● What to do: Retype the records that follow, every line exactly as written.

Stored entries
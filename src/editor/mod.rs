//! The host editor as seen by the script engine.
//!
//! The engine never renders and never reads keystrokes. Everything it needs
//! from the editor goes through the [`Editor`] trait. [`TextEditor`] is a
//! rope-backed implementation used by tests and simple hosts.

mod buffer;
mod cursor;
mod text_editor;

use std::fmt;
use std::path::Path;

pub use buffer::Buffer;
pub use cursor::Cursor;
pub use text_editor::TextEditor;

/// Identity of an editor instance; owns LOCAL option values and `b:`/`w:`/`t:` variables
#[derive(Debug, Clone, Copy, PartialEq, Eq, Hash, PartialOrd, Ord)]
pub struct EditorId(pub usize);

impl fmt::Display for EditorId {
    fn fmt(&self, f: &mut fmt::Formatter<'_>) -> fmt::Result {
        write!(f, "editor#{}", self.0)
    }
}

/// Collaborator contract consumed by the engine.
///
/// Line numbers are 0-based here; script-visible lines (`a:firstline`,
/// `line('.')`, ranges) are 1-based and converted at the boundary.
pub trait Editor {
    fn id(&self) -> EditorId;

    fn current_line(&self) -> usize;

    /// Move the caret to `line`, clamped to the buffer
    fn set_current_line(&mut self, line: usize);

    fn line_count(&self) -> usize;

    /// Total size of the text in characters
    fn text_length(&self) -> usize;

    /// Text of `line` without its line terminator
    fn line_text(&self, line: usize) -> Option<String>;

    fn path(&self) -> Option<&Path>;

    /// Delete lines `first..=last`
    fn delete_lines(&mut self, first: usize, last: usize);
}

● Reply to the task:
filename src/editor/mod.rs
//! The host editor as seen by the script engine.
//!
//! The engine never renders and never reads keystrokes. Everything it needs
//! from the editor goes through the [`Editor`] trait. [`TextEditor`] is a
//! rope-backed implementation used by tests and simple hosts.

mod buffer;
mod cursor;
mod text_editor;

use std::fmt;
use std::path::Path;

pub use buffer::Buffer;
pub use cursor::Cursor;
pub use text_editor::TextEditor;

/// Identity of an editor instance; owns LOCAL option values and `b:`/`w:`/`t:` variables
#[derive(Debug, Clone, Copy, PartialEq, Eq, Hash, PartialOrd, Ord)]
pub struct EditorId(pub usize);

impl fmt::Display for EditorId {
    fn fmt(&self, f: &mut fmt::Formatter<'_>) -> fmt::Result {
        write!(f, "editor#{}", self.0)
    }
}

/// Collaborator contract consumed by the engine.
///
/// Line numbers are 0-based here; script-visible lines (`a:firstline`,
/// `line('.')`, ranges) are 1-based and converted at the boundary.
pub trait Editor {
    fn id(&self) -> EditorId;

    fn current_line(&self) -> usize;

    /// Move the caret to `line`, clamped to the buffer
    fn set_current_line(&mut self, line: usize);

    fn line_count(&self) -> usize;

    /// Total size of the text in characters
    fn text_length(&self) -> usize;

    /// Text of `line` without its line terminator
    fn line_text(&self, line: usize) -> Option<String>;

    fn path(&self) -> Option<&Path>;

    /// Delete lines `first..=last`
    fn delete_lines(&mut self, first: usize, last: usize);
}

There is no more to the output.